The Art of Capturing Aurora: An interview with photographer Jeremy Gray
posted Tuesday, September 30, 2014 at 4:27 PM EDT
When the sun unleashes a certain type of solar flare out into the surrounding cosmos in our general direction, the result is often an impacting plasma cloud bombarding our magnetosphere. OK - so that's a mouthful, but the result to us down here on Earth is generally twofold, as havoc can be wreaked on our power grids and electrical systems, while incredibly beautiful skies often result from the aurora that are created from the powerful collisions.
These breathtaking phenomena generally occur at or near the poles due to their high magnetic charge, and can generally be seen as far as ~20° from the poles, and sometimes even further depending on the severity of the geomagnetic storm.

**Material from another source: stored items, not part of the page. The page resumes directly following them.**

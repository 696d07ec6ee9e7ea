//! HTTP Client
//!
//! One request path for every endpoint: token header, timeout via
//! `AbortController`, and status handling (401 logs the user out).

use std::cell::Cell;
use std::rc::Rc;

use gloo_net::http::{Request, RequestBuilder, Response};
use gloo_timers::callback::Timeout;
use serde::de::DeserializeOwned;
use serde::Serialize;
use serde_json::Value;
use web_sys::{AbortController, FormData};

use super::endpoints::auth_header;
use crate::config::config;
use crate::error::{extract_server_message, ApiError, ApiResult};
use crate::session::{self, BrowserStorage, Session};

#[derive(Debug, Clone, Copy, PartialEq)]
pub(crate) enum Verb {
    Get,
    Post,
    Put,
    Delete,
}

enum Body {
    Empty,
    Json(Value),
    Form(FormData),
}

/// A single pending API call
pub(crate) struct Call<'a> {
    verb: Verb,
    path: String,
    query: Vec<(&'a str, &'a str)>,
    body: Body,
    authenticated: bool,
}

impl<'a> Call<'a> {
    fn new(verb: Verb, path: impl Into<String>) -> Self {
        Self {
            verb,
            path: path.into(),
            query: Vec::new(),
            body: Body::Empty,
            authenticated: true,
        }
    }

    pub fn get(path: impl Into<String>) -> Self {
        Self::new(Verb::Get, path)
    }

    pub fn post(path: impl Into<String>) -> Self {
        Self::new(Verb::Post, path)
    }

    pub fn put(path: impl Into<String>) -> Self {
        Self::new(Verb::Put, path)
    }

    pub fn delete(path: impl Into<String>) -> Self {
        Self::new(Verb::Delete, path)
    }

    pub fn query(mut self, key: &'a str, value: &'a str) -> Self {
        self.query.push((key, value));
        self
    }

    pub fn json<B: Serialize>(mut self, body: &B) -> ApiResult<Self> {
        self.body = Body::Json(serde_json::to_value(body)?);
        Ok(self)
    }

    /// Multipart body; the browser fills in the boundary header.
    pub fn form(mut self, form: FormData) -> Self {
        self.body = Body::Form(form);
        self
    }

    /// Do not attach the stored token (login / register).
    pub fn anonymous(mut self) -> Self {
        self.authenticated = false;
        self
    }

    pub async fn send_json<T: DeserializeOwned>(self) -> ApiResult<T> {
        let response = self.send().await?;
        response.json::<T>().await.map_err(ApiError::from)
    }

    /// Send and ignore the response body (`{"success": ...}` acks).
    pub async fn send_unit(self) -> ApiResult<()> {
        self.send().await.map(|_| ())
    }

    async fn send(self) -> ApiResult<Response> {
        let settings = config();
        let url = settings.endpoint(&self.path);
        log::debug!("{:?} {}", self.verb, url);

        let mut builder = builder_for(self.verb, &url).header("Accept", "application/json");
        if !self.query.is_empty() {
            builder = builder.query(self.query.iter().copied());
        }

        let token = if self.authenticated { session::stored_token() } else { None };
        if let Some(token) = &token {
            builder = builder.header("Authorization", &auth_header(token));
        }

        let controller = AbortController::new().map_err(|e| ApiError::Network(format!("{:?}", e)))?;
        builder = builder.abort_signal(Some(&controller.signal()));

        let request = match self.body {
            Body::Empty => builder.build()?,
            Body::Json(value) => builder.json(&value)?,
            Body::Form(form) => builder.body(form)?,
        };

        let timed_out = Rc::new(Cell::new(false));
        let timer = {
            let timed_out = timed_out.clone();
            Timeout::new(settings.request_timeout_ms, move || {
                timed_out.set(true);
                controller.abort();
            })
        };

        let result = request.send().await;
        drop(timer);

        let response = match result {
            Ok(response) => response,
            Err(_) if timed_out.get() => {
                log::warn!("{:?} {} timed out after {}ms", self.verb, url, settings.request_timeout_ms);
                return Err(ApiError::Timeout);
            }
            Err(e) => {
                log::error!("{:?} {} failed: {}", self.verb, url, e);
                return Err(e.into());
            }
        };

        check_status(response, token.is_some()).await
    }
}

fn builder_for(verb: Verb, url: &str) -> RequestBuilder {
    match verb {
        Verb::Get => Request::get(url),
        Verb::Post => Request::post(url),
        Verb::Put => Request::put(url),
        Verb::Delete => Request::delete(url),
    }
}

async fn check_status(response: Response, sent_token: bool) -> ApiResult<Response> {
    if response.ok() {
        return Ok(response);
    }

    let status = response.status();
    let body = response.text().await.unwrap_or_default();

    if status == 401 {
        log::warn!("{} returned 401", response.url());
        if sent_token {
            expire_session();
        }
        return Err(ApiError::Unauthorized);
    }

    let message = extract_server_message(&body).unwrap_or_default();
    log::warn!("{} returned {}: {}", response.url(), status, message);
    Err(ApiError::Server { status, message })
}

/// Drop the stored session and hard-redirect to the login page.
fn expire_session() {
    Session::clear(&BrowserStorage);
    if let Some(window) = web_sys::window() {
        let _ = window.location().set_href("/login");
    }
}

Having grown up in the southeastern part of the United States and having spent very little time north of New York City, I have never had the privilege of witnessing a full-blown auroral display myself, which is why I'm grateful to the photographers who pour their time, energy and money into capturing them in their full glory for the rest of us to see.
Jeremy Gray is one of these adventurous souls, hailing from Orrington, Maine, which is fortunately well within the auroral viewing band. His nature and landscape photography first came to my attention with this Astronomy Picture of the Day from Nasa just a few weeks ago, and he graciously offered to share some of his techniques and shooting tips with our readers, including details about his chosen gear for the job.
Imaging Resource interview with Jeremy P. Gray
IR: Was there anything special that led you to wanting to shoot aurora?
JPG: When I became interested in photography during high school, I saw a lot of wonderful aurora images on the internet. It was seeing those images that motivated me to capture the aurora myself. Additionally, during my final term at McGill University this past spring, I took an astrophysics course and did night photography for class projects. The colors of the aurora are a big draw, an auroral display is constantly changing, and every individual event is unique.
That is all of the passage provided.